Oğlunun sırtına alarak 600 metre uzaklıktaki yola kadar taşıyıp kurtardığı Hatice Yılmaz, yaşananları anlatırken gözyaşlarını tutamadı. Saatin kaç olduğunu bilmediğini, gelininin kendisini uyandırdığını anlatan Hatice Yılmaz, şunları söyledi: “Gelin geldi, ‘Kalk ana, sen şimdi dumandan öleceksin’ dedi. Yukarı beni çıkardı. Sonra ‘Ana kaçalım, yanımıza kadar geldi ateş’ dedi. Aşağıya indim, 500 lira kadar param vardı, kavradım ama alamadım. Oğlum, ‘Ana parayı düşünme’ dedi. Vardım, çocuk koyunların yanına girdi. ‘Ana, sen yavaşça adımla, yetiştim ardından’ dedi. Kavağın yanına kadar indim. Çocuk sonra yetişti ve sırtına bindirdi, aşağı kadar sırtında götürdü. Giderken ‘Atıver oğlum beni’ dedim. ‘Ölürüm ana seni bırakmam’ dedi. ‘Kuzum canın çıktı, at beni’ diye bağırdım, ‘Ana hiç boşuna konuşma ben seni atmam’ dedi. Sonra bir taksi geçiyordu, ona bindirdiler beni.” (Mehmet ÇINAR/DHA)
YARALARA MERHEM OLUYORLAR...
Milas’ta orman ve itfaiye ekipleri yanan bölgelere müdahale etse de bazen kadro olarak eksik kalabiliyor. Bu boşluğu ise gönüllü olarak yangın alanlarına gelen vatandaşlar dolduruyor. AFAD gönüllüleri, yerel halk, şehir dışından koşup gelenler, garson, antrenör, müzisyenler... Gönüllüler bir yandan alevlerle mücadele ederken, bir yandan da yanan evlerini acılı gözlerle izleyen köylülere merhem olmaya çalışıyor. Gürceğiz Köyü’nde alevleri ağlayarak izleyen kadınları da işte bu gönüllüler teselli etmeye çalışıyor. (Selçuk ŞAMİLOĞLU/MARMARİS)

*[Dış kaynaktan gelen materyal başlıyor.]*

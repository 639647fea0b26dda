//! Path expressions, axis steps and node tests.

use crate::parser::Parser;
use crate::parser::cst::SyntaxKind::{self, *};
use crate::parser::event::Marker;
use crate::parser::cst::token_sets::CHARACTER_REFERENCES;

use super::{FORWARD_AXES, REVERSE_AXES};

impl Parser<'_> {
    /// `"/" RelativePathExpr? | "//" RelativePathExpr | RelativePathExpr`
    pub(super) fn parse_path_expr(&mut self) -> bool {
        if self.at(Slash) {
            let m = self.start();
            self.bump();
            self.parse_relative_path_expr();
            m.complete(self, PathExpr);
            return true;
        }
        if self.at(DoubleSlash) {
            let m = self.start();
            self.bump();
            if !self.parse_relative_path_expr() {
                self.error_expected("relative path");
            }
            m.complete(self, PathExpr);
            return true;
        }
        self.parse_relative_path_expr()
    }

    /// `StepExpr (("/" | "//") StepExpr)*`
    fn parse_relative_path_expr(&mut self) -> bool {
        let m = self.start();
        if !self.parse_step_expr() {
            m.drop(self);
            return false;
        }
        let mut steps = 1;
        while self.at(Slash) || self.at(DoubleSlash) {
            self.bump();
            if !self.parse_step_expr() {
                self.error_expected("StepExpr");
            }
            steps += 1;
        }
        if steps > 1 {
            m.complete(self, RelativePathExpr);
        } else {
            m.drop(self);
        }
        true
    }

    /// `PostfixExpr | AxisStep`
    fn parse_step_expr(&mut self) -> bool {
        if self.at_axis(FORWARD_AXES) {
            return self.parse_axis_step(ForwardStep);
        }
        if self.at_axis(REVERSE_AXES) {
            return self.parse_axis_step(ReverseStep);
        }
        if self.at(AttributeSelector) || self.at(ParentSelector) || self.at_kind_test() {
            return self.parse_abbreviated_step();
        }
        if self.parse_postfix_expr() {
            return true;
        }
        let m = self.start();
        if !self.parse_name_test() {
            m.drop(self);
            return false;
        }
        self.finish_axis_step(m);
        true
    }

    fn at_axis(&mut self, axes: &[&str]) -> bool {
        self.at_any_keyword(axes) && self.nth(1) == AxisSeparator
    }

    /// `axis "::" NodeTest PredicateList`
    fn parse_axis_step(&mut self, kind: SyntaxKind) -> bool {
        let m = self.start();
        let step = self.start();
        self.bump_keyword();
        self.bump();
        self.expect_node_test();
        step.complete(self, kind);
        self.finish_axis_step(m);
        true
    }

    /// `"@" NodeTest`, `".."` or a bare kind test.
    fn parse_abbreviated_step(&mut self) -> bool {
        let m = self.start();
        if self.at(AttributeSelector) {
            let step = self.start();
            self.bump();
            self.expect_node_test();
            step.complete(self, AbbrevForwardStep);
        } else if self.at(ParentSelector) {
            let step = self.start();
            self.bump();
            step.complete(self, AbbrevReverseStep);
        } else {
            self.parse_kind_test();
        }
        self.finish_axis_step(m);
        true
    }

    /// Wraps the step in `AxisStep` only when predicates follow it.
    fn finish_axis_step(&mut self, m: Marker) {
        if self.at(SquareOpen) {
            let list = self.start();
            while self.at(SquareOpen) {
                self.parse_predicate();
            }
            list.complete(self, PredicateList);
            m.complete(self, AxisStep);
        } else {
            m.drop(self);
        }
    }

    /// `"[" Expr "]"`
    pub(super) fn parse_predicate(&mut self) {
        self.assert_current(SquareOpen);
        let m = self.start();
        self.bump();
        self.expect_expr(Expr);
        self.expect(SquareClose, "`]`");
        m.complete(self, Predicate);
    }

    fn expect_node_test(&mut self) {
        if !(self.parse_kind_test() || self.parse_name_test()) {
            self.error_expected("node test");
        }
    }

    /// `EQName | Wildcard`
    pub(super) fn parse_name_test(&mut self) -> bool {
        let m = self.start();
        if self.parse_wildcard() || self.parse_eqname(QName) {
            m.complete(self, NameTest);
            true
        } else {
            m.drop(self);
            false
        }
    }

    /// `"*" | NCName ":*" | "*:" NCName | BracedURILiteral "*"`
    fn parse_wildcard(&mut self) -> bool {
        let m = self.start();
        match self.current() {
            Star => {
                self.bump();
                if self.at_adjacent(QNameSeparator)
                    && self.tokens.get(self.pos + 1).map(|t| t.kind) == Some(NCName)
                {
                    self.bump();
                    self.bump();
                }
            }
            NCName if self.raw_nth(1) == QNameSeparator && self.raw_nth(2) == Star => {
                self.bump();
                self.bump();
                self.bump();
            }
            BracedUriLiteralStart if self.at_braced_wildcard() => {
                self.parse_braced_uri_literal();
                self.bump();
            }
            _ => {
                m.drop(self);
                return false;
            }
        }
        m.complete(self, Wildcard);
        true
    }

    fn at_braced_wildcard(&mut self) -> bool {
        let Some(mut i) = self.nth_index(0) else {
            return false;
        };
        i += 1;
        let kind_at = |i: usize| self.tokens.get(i).map(|t| t.kind);
        while kind_at(i).is_some_and(|k| k == StringLiteralContents || CHARACTER_REFERENCES.contains(k)) {
            i += 1;
        }
        kind_at(i) == Some(BracedUriLiteralEnd) && kind_at(i + 1) == Some(Star)
    }
}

YANAN ÇEYİZLERİNİ GÖNÜLLÜLER DÜZDÜ
Mersin’in Silifke ilçesinde çıkan orman yangınında evlilik hazırlıkları yapan Fatma Tan’ın baba evinin büyük bir bölümü zarar gördü. Evlenmesine 1 ay kala çıkan yangında ailesiyle yaşadığı evin büyük bölümüyle birlikte yıllardır emek emek işlediği çeyizleri de yanan genç kızın imdadına Tüm Restoranlar ve Turizmciler Derneği (TÜRES) Adana Şubesi Başkanı Biral Serttaş’ın organize ettiği yardımseverler yetişti. Hayırseverler ve TÜRES yetkilileri Fatma Tan’ın çeyizini baştan sona düzdü. Çeyizi karşısında görünce mutluluktan ağlayan Fatma Tan, şunları söyledi: “Evin bir odasında çeyizlerim duruyordu, kül oldular. Bir ay sonra evlenecektim. A’dan Z’ye her şeyi almıştım. Yangından sonra Biral bey ve Reyşan hanım benimle ilgilendi. Her şeyi yeniden aldılar. Öylesine bir şeyler almadılar ama bir çeyizde olması gereken her şeyin en güzelini almam için teşvik ettiler. Çok mutlu oldum, duygulandım. Ancak elbette baba evim bu haldeyken bir yanım buruk.” (Ece ÇELİK)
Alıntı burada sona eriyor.